##### Data extract

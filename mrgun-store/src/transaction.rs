//! Transaction ledger entries (§3): append-only, never updated after insert.

use mrgun_common::{
    ids::{OperatorId, TransactionId},
    Money,
};
use sqlx::{Postgres, Transaction};
use uuid::Uuid;

use crate::{error::StoreError, models::TransactionRow};

pub use crate::models::TransactionType;

pub struct NewTransaction {
    pub transaction_id: TransactionId,
    pub operator_id: OperatorId,
    pub transaction_type: TransactionType,
    pub amount: Money,
    pub balance_before: Money,
    pub balance_after: Money,
    pub description: String,
    pub related_id: Option<Uuid>,
}

pub async fn insert_transaction(
    tx: &mut Transaction<'_, Postgres>,
    txn: NewTransaction,
) -> Result<TransactionRow, StoreError> {
    sqlx::query_as::<_, TransactionRow>(
        r#"
        INSERT INTO transactions
            (transaction_id, operator_id, transaction_type, amount, balance_before,
             balance_after, description, related_id, created_at)
        VALUES ($1, $2, $3, $4, $5, $6, $7, $8, NOW())
        RETURNING transaction_id, operator_id, transaction_type, amount, balance_before,
                  balance_after, description, related_id, created_at
        "#,
    )
    .bind(txn.transaction_id.as_uuid())
    .bind(txn.operator_id.as_uuid())
    .bind(txn.transaction_type)
    .bind(txn.amount.as_decimal())
    .bind(txn.balance_before.as_decimal())
    .bind(txn.balance_after.as_decimal())
    .bind(&txn.description)
    .bind(txn.related_id)
    .fetch_one(&mut **tx)
    .await
    .map_err(StoreError::from)
}

pub async fn find_by_related_id(
    tx: &mut Transaction<'_, Postgres>,
    related_id: Uuid,
) -> Result<Option<TransactionRow>, StoreError> {
    sqlx::query_as::<_, TransactionRow>(
        r#"
        SELECT transaction_id, operator_id, transaction_type, amount, balance_before,
               balance_after, description, related_id, created_at
        FROM transactions
        WHERE related_id = $1
        "#,
    )
    .bind(related_id)
    .fetch_optional(&mut **tx)
    .await
    .map_err(StoreError::from)
}

/// Page of an operator's history (`GET /operators/me/transactions?page=`).
pub async fn list_for_operator(
    pool: &sqlx::PgPool,
    operator_id: OperatorId,
    page: i64,
    page_size: i64,
) -> Result<(Vec<TransactionRow>, i64), StoreError> {
    let offset = (page.max(1) - 1) * page_size;
    let rows = sqlx::query_as::<_, TransactionRow>(
        r#"
        SELECT transaction_id, operator_id, transaction_type, amount, balance_before,
               balance_after, description, related_id, created_at
        FROM transactions
        WHERE operator_id = $1
        ORDER BY created_at DESC
        LIMIT $2 OFFSET $3
        "#,
    )
    .bind(operator_id.as_uuid())
    .bind(page_size)
    .bind(offset)
    .fetch_all(pool)
    .await?;

    let total: i64 = sqlx::query_scalar("SELECT COUNT(*) FROM transactions WHERE operator_id = $1")
        .bind(operator_id.as_uuid())
        .fetch_one(pool)
        .await?;

    Ok((rows, total))
}

/// Balance consistency check used by the §8 property tests: recomputes the
/// sum of every transaction amount for an operator directly from the ledger.
pub async fn sum_amounts_for_operator(
    pool: &sqlx::PgPool,
    operator_id: OperatorId,
) -> Result<rust_decimal::Decimal, StoreError> {
    let sum: Option<rust_decimal::Decimal> =
        sqlx::query_scalar("SELECT SUM(amount) FROM transactions WHERE operator_id = $1")
            .bind(operator_id.as_uuid())
            .fetch_one(pool)
            .await?;
    Ok(sum.unwrap_or(rust_decimal::Decimal::ZERO))
}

##########

* **Task details**: Each entry must be set down exactly as it appears.

* **Output for this exercise**:
filename mrgun-store/src/transaction.rs
//! Transaction ledger entries (§3): append-only, never updated after insert.

use mrgun_common::{
    ids::{OperatorId, TransactionId},
    Money,
};
use sqlx::{Postgres, Transaction};
use uuid::Uuid;

use crate::{error::StoreError, models::TransactionRow};

pub use crate::models::TransactionType;

pub struct NewTransaction {
    pub transaction_id: TransactionId,
    pub operator_id: OperatorId,
    pub transaction_type: TransactionType,
    pub amount: Money,
    pub balance_before: Money,
    pub balance_after: Money,
    pub description: String,
    pub related_id: Option<Uuid>,
}

pub async fn insert_transaction(
    tx: &mut Transaction<'_, Postgres>,
    txn: NewTransaction,
) -> Result<TransactionRow, StoreError> {
    sqlx::query_as::<_, TransactionRow>(
        r#"
        INSERT INTO transactions
            (transaction_id, operator_id, transaction_type, amount, balance_before,
             balance_after, description, related_id, created_at)
        VALUES ($1, $2, $3, $4, $5, $6, $7, $8, NOW())
        RETURNING transaction_id, operator_id, transaction_type, amount, balance_before,
                  balance_after, description, related_id, created_at
        "#,
    )
    .bind(txn.transaction_id.as_uuid())
    .bind(txn.operator_id.as_uuid())
    .bind(txn.transaction_type)
    .bind(txn.amount.as_decimal())
    .bind(txn.balance_before.as_decimal())
    .bind(txn.balance_after.as_decimal())
    .bind(&txn.description)
    .bind(txn.related_id)
    .fetch_one(&mut **tx)
    .await
    .map_err(StoreError::from)
}

pub async fn find_by_related_id(
    tx: &mut Transaction<'_, Postgres>,
    related_id: Uuid,
) -> Result<Option<TransactionRow>, StoreError> {
    sqlx::query_as::<_, TransactionRow>(
        r#"
        SELECT transaction_id, operator_id, transaction_type, amount, balance_before,
               balance_after, description, related_id, created_at
        FROM transactions
        WHERE related_id = $1
        "#,
    )
    .bind(related_id)
    .fetch_optional(&mut **tx)
    .await
    .map_err(StoreError::from)
}

/// Page of an operator's history (`GET /operators/me/transactions?page=`).
pub async fn list_for_operator(
    pool: &sqlx::PgPool,
    operator_id: OperatorId,
    page: i64,
    page_size: i64,
) -> Result<(Vec<TransactionRow>, i64), StoreError> {
    let offset = (page.max(1) - 1) * page_size;
    let rows = sqlx::query_as::<_, TransactionRow>(
        r#"
        SELECT transaction_id, operator_id, transaction_type, amount, balance_before,
               balance_after, description, related_id, created_at
        FROM transactions
        WHERE operator_id = $1
        ORDER BY created_at DESC
        LIMIT $2 OFFSET $3
        "#,
    )
    .bind(operator_id.as_uuid())
    .bind(page_size)
    .bind(offset)
    .fetch_all(pool)
    .await?;

    let total: i64 = sqlx::query_scalar("SELECT COUNT(*) FROM transactions WHERE operator_id = $1")
        .bind(operator_id.as_uuid())
        .fetch_one(pool)
        .await?;

    Ok((rows, total))
}

/// Balance consistency check used by the §8 property tests: recomputes the
/// sum of every transaction amount for an operator directly from the ledger.
pub async fn sum_amounts_for_operator(
    pool: &sqlx::PgPool,
    operator_id: OperatorId,
) -> Result<rust_decimal::Decimal, StoreError> {
    let sum: Option<rust_decimal::Decimal> =
        sqlx::query_scalar("SELECT SUM(amount) FROM transactions WHERE operator_id = $1")
            .bind(operator_id.as_uuid())
            .fetch_one(pool)
            .await?;
    Ok(sum.unwrap_or(rust_decimal::Decimal::ZERO))
}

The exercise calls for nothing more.